When the Connecticut General Assembly passed the budget implementer bill in June 2015, buried in its 702 pages was the stipulation that regional election monitors be in place by March 1.

Those regional monitors were to be hired by each of the nine planning regions in the state. They would be certified by the Secretary of State’s office, but not paid by them. They would represent, consult with, and act on the SOS’s behalf, but would not be state employees. Instead, each council of government would be expected to contract an individual to serve as a monitor and enter into a memorandum of understanding with the SOS about them.

But plenty of questions have yet to be answered with a March 1 deadline and April 26 primary on the horizon.

“There are a lot of details still to be worked out,” Filchak said. “We have a lot of questions about the ‘what ifs’ and those take time to work out.”

One question concerns liability issues. The REM would be an employee of the COG, but his or her duties would include working with registrars in the towns of each COG. NECCOG has 16 towns in its region. The REM for NECCOG would have to do several things for each of those municipalities.

They’d have to hold regional instructional sessions for moderators and alternate moderators. They might be called on to assist registrars in preparing for and conducting elections, primaries, a recanvass, or audit. And they would be expected to transmit any order issued by the SOS…

Legislation calls for $100,000 to be allocated for REMs. How that money will be divided up between nine COGs and what the hours and benefits will be is still unknown.

SOS Communications Director Patrick Gallahue said details are still being worked out between the COGs and the SOS office. He said the REMs would provide supplemental assistance to local election officials such as trainings, audits, and help with the implementation of new laws or elections hardware and software.

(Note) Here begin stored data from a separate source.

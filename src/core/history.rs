//! History records for completed runs.

use chrono::{DateTime, Local};
use serde::{Deserialize, Serialize};

/// A completed run, as persisted in the history list.
///
/// Field names serialize in camelCase to match the stored record format
/// (`studyTime`, `createdAt`).
///
/// # Examples
///
/// ```
/// use fleetmux::core::HistoryEntry;
///
/// let entry = HistoryEntry::new("Rust ownership", "# Study Roadmap", "Advanced", "2 hours");
/// assert_eq!(entry.topic, "Rust ownership");
/// assert!(!entry.date.is_empty());
/// ```
#[derive(Debug, Clone, PartialEq, Eq, Serialize, Deserialize)]
#[serde(rename_all = "camelCase")]
pub struct HistoryEntry {
    /// Study topic the run was started with.
    pub topic: String,

    /// Full final report text.
    pub report: String,

    /// Difficulty label.
    pub difficulty: String,

    /// Study time label.
    pub study_time: String,

    /// Local date the run completed.
    pub date: String,

    /// Local time the run completed.
    pub time: String,

    /// Unix timestamp the run completed.
    #[serde(default)]
    pub created_at: i64,
}

impl HistoryEntry {
    /// Creates an entry stamped with the current local date and time.
    #[must_use]
    pub fn new(
        topic: impl Into<String>,
        report: impl Into<String>,
        difficulty: impl Into<String>,
        study_time: impl Into<String>,
    ) -> Self {
        Self::at(topic, report, difficulty, study_time, Local::now())
    }

    /// Creates an entry stamped with the given instant.
    #[must_use]
    pub fn at(
        topic: impl Into<String>,
        report: impl Into<String>,
        difficulty: impl Into<String>,
        study_time: impl Into<String>,
        when: DateTime<Local>,
    ) -> Self {
        Self {
            topic: topic.into(),
            report: report.into(),
            difficulty: difficulty.into(),
            study_time: study_time.into(),
            date: when.format("%Y-%m-%d").to_string(),
            time: when.format("%H:%M:%S").to_string(),
            created_at: when.timestamp(),
        }
    }
}
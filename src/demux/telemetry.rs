//! Telemetry line helpers.
//!
//! Telemetry is rendered line by line. These helpers recognise the active
//! agent label and strip terminal colour codes from captured process output.

use regex::Regex;
use std::borrow::Cow;
use std::sync::OnceLock;

/// Literal label that precedes an agent name in a log line.
pub const AGENT_LABEL: &str = "Agent:";

/// Extracts the agent name from a log line.
///
/// Returns the text after the first `Agent:` label (up to any repeated
/// label), trimmed. Lines without the label, or with nothing after it,
/// yield `None`.
///
/// # Examples
///
/// ```
/// use fleetmux::demux::telemetry::extract_agent;
///
/// assert_eq!(
///     extract_agent("Agent: Researcher-7 started task"),
///     Some("Researcher-7 started task")
/// );
/// assert_eq!(extract_agent("no label here"), None);
/// ```
#[must_use]
pub fn extract_agent(line: &str) -> Option<&str> {
    let name = line.split(AGENT_LABEL).nth(1)?.trim();
    (!name.is_empty()).then_some(name)
}

/// Removes ANSI escape sequences from a line.
///
/// Borrows the input unchanged when it holds no escape character.
#[must_use]
pub fn strip_ansi(line: &str) -> Cow<'_, str> {
    static ANSI_ESCAPE: OnceLock<Regex> = OnceLock::new();

    if !line.contains('\x1B') {
        return Cow::Borrowed(line);
    }
    #[allow(clippy::expect_used)]
    let pattern = ANSI_ESCAPE.get_or_init(|| {
        Regex::new(r"\x1B(?:[@-Z\\-_]|\[[0-?]*[ -/]*[@-~])").expect("valid regex")
    });
    pattern.replace_all(line, "")
}
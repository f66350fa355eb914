//! Workspace directories and artifact copies.
//!
//! A workspace is scratch space used while a pail executes. It is not part
//! of the pail document, and its lifetime follows explicit
//! create/delete calls rather than pail creation or deletion. Artifacts are
//! files produced during execution, optionally copied between directories
//! (for example from the workspace into an archive directory).

mod error;
mod helper;

pub use error::{WorkspaceError, WorkspaceResult};
pub use helper::{CopyOutcome, WorkspaceHelper};
//! Error types for pail domain validation and parsing.

use thiserror::Error;

/// Errors returned while constructing or reading domain pail values.
#[derive(Debug, Clone, Error, PartialEq, Eq)]
pub enum PailDomainError {
    /// The name cannot be used as a single root entry.
    #[error("invalid pail name '{0}'")]
    InvalidName(String),

    /// The value is not a hyphenated UUID.
    #[error("invalid pail id '{0}', expected a hyphenated UUID")]
    InvalidId(String),

    /// The document carries no `id` field.
    #[error("pail document has no id")]
    MissingId,

    /// The JSON value is not an object.
    #[error("pail document must be a JSON object")]
    NotAnObject,

    /// A well-known field holds a value of the wrong type.
    #[error("pail field '{field}' must be {expected}")]
    InvalidField {
        /// Field name.
        field: &'static str,
        /// Expected JSON type.
        expected: &'static str,
    },
}

/// Error returned while parsing a pail status.
#[derive(Debug, Clone, Error, PartialEq, Eq)]
#[error("unknown pail status: {0}")]
pub struct ParsePailStatusError(pub String);
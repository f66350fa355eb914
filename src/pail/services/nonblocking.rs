//! Non-blocking wrapper running store operations on the blocking pool.

use super::store::{PailStore, PailStoreError, PailStoreResult};
use crate::pail::{
    domain::{PailDocument, PailId, PailName},
    ports::{NameIndex, PailRepository},
};
use mockable::Clock;
use std::sync::Arc;

/// Async facade over [`PailStore`].
///
/// Each call runs the synchronous operation to completion on
/// [`tokio::task::spawn_blocking`], so results and errors match the
/// blocking API exactly.
pub struct AsyncPailStore<R, N, C>
where
    R: PailRepository + 'static,
    N: NameIndex + 'static,
    C: Clock + Send + Sync + 'static,
{
    inner: Arc<PailStore<R, N, C>>,
}

impl<R, N, C> Clone for AsyncPailStore<R, N, C>
where
    R: PailRepository + 'static,
    N: NameIndex + 'static,
    C: Clock + Send + Sync + 'static,
{
    fn clone(&self) -> Self {
        Self {
            inner: Arc::clone(&self.inner),
        }
    }
}

impl<R, N, C> AsyncPailStore<R, N, C>
where
    R: PailRepository + 'static,
    N: NameIndex + 'static,
    C: Clock + Send + Sync + 'static,
{
    /// Wraps a blocking store.
    #[must_use]
    pub fn new(store: PailStore<R, N, C>) -> Self {
        Self {
            inner: Arc::new(store),
        }
    }

    /// Returns the wrapped blocking store.
    #[must_use]
    pub fn blocking(&self) -> &PailStore<R, N, C> {
        &self.inner
    }

    async fn run<T, F>(&self, operation: F) -> PailStoreResult<T>
    where
        T: Send + 'static,
        F: FnOnce(&PailStore<R, N, C>) -> PailStoreResult<T> + Send + 'static,
    {
        let store = Arc::clone(&self.inner);
        tokio::task::spawn_blocking(move || operation(&store))
            .await
            .map_err(|err| PailStoreError::Join(err.to_string()))?
    }

    /// See [`PailStore::create`].
    ///
    /// # Errors
    ///
    /// Returns the errors of the blocking operation, or
    /// [`PailStoreError::Join`] when the task panicked or was cancelled.
    pub async fn create(&self, document: PailDocument) -> PailStoreResult<PailDocument> {
        self.run(move |store| store.create(document)).await
    }

    /// See [`PailStore::read`].
    ///
    /// # Errors
    ///
    /// As [`Self::create`].
    pub async fn read(&self, id: PailId) -> PailStoreResult<Option<PailDocument>> {
        self.run(move |store| store.read(id)).await
    }

    /// See [`PailStore::update`].
    ///
    /// # Errors
    ///
    /// As [`Self::create`].
    pub async fn update(&self, document: PailDocument) -> PailStoreResult<PailDocument> {
        self.run(move |store| store.update(document)).await
    }

    /// See [`PailStore::delete`].
    ///
    /// # Errors
    ///
    /// As [`Self::create`].
    pub async fn delete(&self, id: PailId) -> PailStoreResult<()> {
        self.run(move |store| store.delete(id)).await
    }

    /// See [`PailStore::list`].
    ///
    /// # Errors
    ///
    /// As [`Self::create`].
    pub async fn list(&self) -> PailStoreResult<Vec<PailId>> {
        self.run(PailStore::list).await
    }

    /// See [`PailStore::resolve`].
    ///
    /// # Errors
    ///
    /// As [`Self::create`].
    pub async fn resolve(&self, name: PailName) -> PailStoreResult<Option<PailId>> {
        self.run(move |store| store.resolve(&name)).await
    }
}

Gentle reader, before you rush out and apply we note several items which might not be apparent:

  • You will be a contractor, so there will be no benefits. The annual pay will be about $11,111.
  • At minimum in 2016 expect to work at least three 18-24 hour days supervising one election and two primary elections.
  • You will receive training, leading to a required certification. Training will attending instruction for 2-4 hours on 9 occasions (moderator and registrar certification), several hours of online training, and passing several tests at home (be sure not to have someone else take the test for you). (For now lets ingnore the law for certification that says you cannot be so certified, unless you are simultaneously serving as a registrar or deputy registrar, which also requires performing a very demanding job for those same three 18-24 hour days.)
  • You will be directly supervising about 16-24 individuals in about 8 to 12 towns, while they are working those 18-24 hour days.
  • You may be singly or jointly responsible for any errors and legal violations of those individuals or the several hundred temporary individuals they employ for those three days a year. You will also be responsible for assisting in the training of all those individuals. Not to worry, some of those individuals have been performing their duties for many years. Others will be very new to their jobs. None of the registrars are currently certified, but most will be by November 2017. (So you might want to check very carefully before elections, after elections, and all year, that they faithfully perform all their many legally mandated responsibilities).
  • It may, in some cases, be a bit challenging: The two registrars in each town are from opposing parties, most get along well, yet many bicker constantly and in rare cases assaulted their “partner” from the other party. Even though many have performed well for years, some frequently make mistakes, failing to follow the law. Your supervisor has little or no experience in the actual job you will be supervising, yet is confident that your registrars will all perform well once they are certified, with your guidance.
  • You will not have to worry about firing anyone. Registrars are elected officials – no matter what, they will stay on the job, except in very rare circumstances, as yet, never tested in court.

* Def: Rat – In Connecticut slang, a section of a long bill, a.k.a. Public Act**, inserted near the end of the session, usually near the end of a long bill, without hearings, by legislators unknown to the public. Legend has it that most pass without the knowledge of most legislators.
** Def: Public Act – A fictional drama performed in public.